Desafios na atenção à saúde

Falar sobre dengue, chikungunya e zika nunca foi tão pertinente. Em outubro deste ano foi registrado um aumento no número de casos de dengue em relação ao ano passado. Desde 2014, o Ministério da Saúde (MS) registrou 828 casos de chikungunya no país. Outra preocupação é a notificação de dezenas de recém-nascidos com microcefalia, condição neurológica em que o tamanho da cabeça é menor do que o normal. Na mesa Viroses Emergentes: desafio na Atenção à saúde, o professor da Universidade Federal do Rio Grande do Norte (UFRN) Kleber Luz disse existir uma possibilidade de relação dos casos de microcefalia com o zika. Essa hipótese, se confirmada, pode tornar o vírus, inicialmente visto como brando, em uma doença letal, já que nessas condições a expectativa de vida da criança seria de até 10 ou 11 anos.

A preocupação com o chikungunya também é grande entre os especialistas. Segundo Melissa Falcão, da Secretaria Municipal de Saúde de Feira de Santana (BA), as dores relacionadas ao vírus, além de serem intensas e impossibilitarem o paciente de se locomover, podem durar até seis anos com possibilidade de evolução dos casos para uma artropatia (afecção articular) destrutiva. Outro agravante é que o país ainda não tem imunidade para o vírus e não possui vacina para prevenção. “Diferente do zika em que muitos pacientes são considerados assintomáticos, o chikungunya acomete as articulações, causando além de muita dor, febre alta e manifestações dermatológicas como manchas e descamação da pele. “A queda de cabelo, alteração da memória e depressão também são queixas frequentes”, comentou a especialista.

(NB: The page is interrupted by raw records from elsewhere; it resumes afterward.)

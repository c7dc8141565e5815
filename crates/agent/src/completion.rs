//! Completion Adapter.
//!
//! Wraps a `Provider` for one completion round: prepends the persona's
//! system prompt, forwards text deltas as they arrive and reassembles the
//! fragmented tool calls into the final assistant message.

use shopwire_core::error::ProviderError;
use shopwire_core::message::{Message, MessageToolCall, Role};
use shopwire_core::persona::PersonaSet;
use shopwire_core::provider::{
    ChunkReceiver, Provider, ProviderRequest, ToolCallDelta, ToolDefinition, Usage,
};
use std::collections::BTreeMap;
use std::sync::Arc;
use tracing::debug;
use uuid::Uuid;

/// Why a completion round ended.
#[derive(Debug, Clone, Copy, PartialEq, Eq)]
pub enum StopReason {
    /// The message requests tool invocations
    ToolUse,
    /// The model is done for this turn
    EndTurn,
}

/// The reassembled result of one completion round.
#[derive(Debug, Clone)]
pub struct CompletionOutcome {
    pub message: Message,
    pub stop_reason: StopReason,
    pub usage: Option<Usage>,
}

/// One item pulled from a `CompletionStream`.
#[derive(Debug, Clone)]
pub enum CompletionEvent {
    /// A text delta, in arrival order
    Text(String),
    /// The finished round; always the last item
    Final(CompletionOutcome),
}

/// Completion service front-end bound to a model and a persona set.
pub struct CompletionAdapter {
    provider: Arc<dyn Provider>,
    model: String,
    temperature: f32,
    max_tokens: Option<u32>,
    personas: PersonaSet,
}

impl CompletionAdapter {
    pub fn new(provider: Arc<dyn Provider>, model: impl Into<String>) -> Self {
        Self {
            provider,
            model: model.into(),
            temperature: 0.7,
            max_tokens: None,
            personas: PersonaSet::builtin(),
        }
    }

    pub fn with_temperature(mut self, temperature: f32) -> Self {
        self.temperature = temperature;
        self
    }

    pub fn with_max_tokens(mut self, max: u32) -> Self {
        self.max_tokens = Some(max);
        self
    }

    pub fn with_personas(mut self, personas: PersonaSet) -> Self {
        self.personas = personas;
        self
    }

    pub fn provider_name(&self) -> &str {
        self.provider.name()
    }

    pub fn model(&self) -> &str {
        &self.model
    }

    /// Build the request for one round. Any system messages in `history` are
    /// replaced by the selected persona's prompt.
    pub fn build_request(
        &self,
        history: &[Message],
        persona: Option<&str>,
        tools: &[ToolDefinition],
    ) -> ProviderRequest {
        let prompt = self.personas.resolve(persona);
        let mut messages = Vec::with_capacity(history.len() + 1);
        if !prompt.is_empty() {
            messages.push(Message::system(prompt));
        }
        messages.extend(history.iter().filter(|m| m.role != Role::System).cloned());

        ProviderRequest {
            model: self.model.clone(),
            messages,
            temperature: self.temperature,
            max_tokens: self.max_tokens,
            tools: tools.to_vec(),
        }
    }

    /// Start a completion round.
    pub async fn stream(
        &self,
        history: &[Message],
        persona: Option<&str>,
        tools: &[ToolDefinition],
    ) -> Result<CompletionStream, ProviderError> {
        let request = self.build_request(history, persona, tools);
        debug!(
            provider = self.provider.name(),
            model = %self.model,
            messages = request.messages.len(),
            tools = request.tools.len(),
            "Starting completion"
        );
        let rx = self.provider.stream(request).await?;
        Ok(CompletionStream::new(rx))
    }
}

/// Pull-based view of one completion round.
pub struct CompletionStream {
    rx: ChunkReceiver,
    text: String,
    calls: BTreeMap<u32, ToolCallAccumulator>,
    usage: Option<Usage>,
    finish_reason: Option<String>,
    done: bool,
}

impl CompletionStream {
    fn new(rx: ChunkReceiver) -> Self {
        Self {
            rx,
            text: String::new(),
            calls: BTreeMap::new(),
            usage: None,
            finish_reason: None,
            done: false,
        }
    }

    /// Next text delta, then the final outcome, then `None`.
    ///
    /// A provider failure is yielded once and ends the stream.
    pub async fn next(&mut self) -> Option<Result<CompletionEvent, ProviderError>> {
        if self.done {
            return None;
        }

        loop {
            match self.rx.recv().await {
                None => {
                    self.done = true;
                    return Some(Ok(CompletionEvent::Final(self.finish())));
                }
                Some(Err(e)) => {
                    self.done = true;
                    return Some(Err(e));
                }
                Some(Ok(chunk)) => {
                    for delta in chunk.tool_call_deltas {
                        self.calls.entry(delta.index).or_default().apply(delta);
                    }
                    if chunk.usage.is_some() {
                        self.usage = chunk.usage;
                    }
                    if chunk.finish_reason.is_some() {
                        self.finish_reason = chunk.finish_reason;
                    }
                    if let Some(text) = chunk.text.filter(|t| !t.is_empty()) {
                        self.text.push_str(&text);
                        return Some(Ok(CompletionEvent::Text(text)));
                    }
                }
            }
        }
    }

    fn finish(&mut self) -> CompletionOutcome {
        let mut message = Message::assistant(std::mem::take(&mut self.text));
        message.tool_calls = std::mem::take(&mut self.calls)
            .into_values()
            .map(ToolCallAccumulator::into_tool_call)
            .collect();

        // The presence of tool calls decides, whatever the provider reported.
        let stop_reason = if message.has_tool_calls() {
            StopReason::ToolUse
        } else {
            StopReason::EndTurn
        };
        debug!(
            finish_reason = self.finish_reason.as_deref().unwrap_or("none"),
            tool_calls = message.tool_calls.len(),
            "Completion finished"
        );

        CompletionOutcome {
            message,
            stop_reason,
            usage: self.usage.take(),
        }
    }
}

/// Accumulates incremental tool call deltas into a complete tool call.
#[derive(Default)]
struct ToolCallAccumulator {
    id: Option<String>,
    name: String,
    arguments: String,
}

impl ToolCallAccumulator {
    fn apply(&mut self, delta: ToolCallDelta) {
        if let Some(id) = delta.id.filter(|id| !id.is_empty()) {
            self.id = Some(id);
        }
        if let Some(name) = delta.name {
            self.name.push_str(&name);
        }
        if let Some(args) = delta.arguments {
            self.arguments.push_str(&args);
        }
    }

    fn into_tool_call(self) -> MessageToolCall {
        MessageToolCall {
            id: self
                .id
                .unwrap_or_else(|| format!("call_{}", Uuid::new_v4().simple())),
            name: self.name,
            arguments: self.arguments,
        }
    }
}

#[cfg(test)]
mod tests {
    use super::*;
    use crate::testing::{ScriptedProvider, text_turn, tool_turn};
    use shopwire_core::provider::StreamChunk;

    async fn drain(stream: &mut CompletionStream) -> (Vec<String>, CompletionOutcome) {
        let mut texts = Vec::new();
        while let Some(item) = stream.next().await {
            match item.unwrap() {
                CompletionEvent::Text(t) => texts.push(t),
                CompletionEvent::Final(outcome) => {
                    assert!(stream.next().await.is_none());
                    return (texts, outcome);
                }
            }
        }
        panic!("stream ended without a final outcome");
    }

    #[tokio::test]
    async fn text_deltas_then_final_message() {
        let provider = Arc::new(ScriptedProvider::new(vec![text_turn(&["Hel", "lo"])]));
        let adapter = CompletionAdapter::new(provider, "mock-model");

        let mut stream = adapter.stream(&[Message::user("hi")], None, &[]).await.unwrap();
        let (texts, outcome) = drain(&mut stream).await;

        assert_eq!(texts, vec!["Hel", "lo"]);
        assert_eq!(outcome.message.content, "Hello");
        assert_eq!(outcome.message.role, Role::Assistant);
        assert_eq!(outcome.stop_reason, StopReason::EndTurn);
    }

    #[tokio::test]
    async fn fragmented_tool_calls_are_reassembled_in_index_order() {
        let provider = Arc::new(ScriptedProvider::new(vec![tool_turn(&[
            ("call_a", "search_shop_catalog", r#"{"query":"red shoes"}"#),
            ("call_b", "get_cart", "{}"),
        ])]));
        let adapter = CompletionAdapter::new(provider, "mock-model");

        let mut stream = adapter.stream(&[Message::user("hi")], None, &[]).await.unwrap();
        let (texts, outcome) = drain(&mut stream).await;

        assert!(texts.is_empty());
        assert_eq!(outcome.stop_reason, StopReason::ToolUse);
        let calls = &outcome.message.tool_calls;
        assert_eq!(calls.len(), 2);
        assert_eq!(calls[0].id, "call_a");
        assert_eq!(calls[0].name, "search_shop_catalog");
        assert_eq!(calls[0].arguments, r#"{"query":"red shoes"}"#);
        assert_eq!(calls[1].name, "get_cart");
    }

    #[tokio::test]
    async fn missing_call_id_is_generated() {
        let provider = Arc::new(ScriptedProvider::new(vec![vec![
            Ok(StreamChunk::tool_call(ToolCallDelta {
                index: 0,
                name: Some("get_cart".into()),
                ..Default::default()
            })),
            Ok(StreamChunk::finish("tool_calls")),
        ]]));
        let adapter = CompletionAdapter::new(provider, "mock-model");

        let mut stream = adapter.stream(&[], None, &[]).await.unwrap();
        let (_, outcome) = drain(&mut stream).await;
        assert!(outcome.message.tool_calls[0].id.starts_with("call_"));
    }

    #[tokio::test]
    async fn mid_stream_failure_is_yielded_once() {
        let provider = Arc::new(ScriptedProvider::new(vec![vec![
            Ok(StreamChunk::text("partial")),
            Err(ProviderError::StreamInterrupted("reset".into())),
        ]]));
        let adapter = CompletionAdapter::new(provider, "mock-model");

        let mut stream = adapter.stream(&[], None, &[]).await.unwrap();
        assert!(matches!(stream.next().await, Some(Ok(CompletionEvent::Text(_)))));
        assert!(matches!(
            stream.next().await,
            Some(Err(ProviderError::StreamInterrupted(_)))
        ));
        assert!(stream.next().await.is_none());
    }

    #[tokio::test]
    async fn refused_request_surfaces_error() {
        let provider = Arc::new(ScriptedProvider::refusing(ProviderError::AuthenticationFailed(
            "bad key".into(),
        )));
        let adapter = CompletionAdapter::new(provider, "mock-model");
        assert!(matches!(
            adapter.stream(&[], None, &[]).await,
            Err(ProviderError::AuthenticationFailed(_))
        ));
    }

    #[test]
    fn request_starts_with_persona_prompt() {
        let provider = Arc::new(ScriptedProvider::new(vec![]));
        let adapter = CompletionAdapter::new(provider, "mock-model")
            .with_temperature(0.2)
            .with_max_tokens(256);

        let history = vec![Message::system("stale"), Message::user("hi")];
        let request = adapter.build_request(&history, Some("enthusiastic"), &[]);

        assert_eq!(request.messages.len(), 2);
        assert_eq!(request.messages[0].role, Role::System);
        assert!(request.messages[0].content.contains("upbeat"));
        assert_eq!(request.messages[1].content, "hi");
        assert_eq!(request.max_tokens, Some(256));
        assert!((request.temperature - 0.2).abs() < f32::EPSILON);
    }
}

Apesar de estas doenças sobrecarregarem a área da saúde, para o infectologista e diretor da Fiocruz Mato Grosso do Sul, Rivaldo Venâncio, a responsabilidade destes casos deve ser compartilhada com outras áreas do Estado. Para ele, as epidemias estão relacionadas diretamente à urbanização desordenada, alta densidade populacional, política de exclusão social, precária coleta de resíduos, falta de limpeza urbana e escassez de água, gerando um armazenamento da mesma de forma improvisada. “Que controle temos nas favelas? Como um agente de controle de endemia pode entrar e atuar numa área de conflito? O Estado é que não está permitindo que a gente tenha uma saúde adequada. Enquanto isso acontecer continuaremos a ter epidemias”, criticou.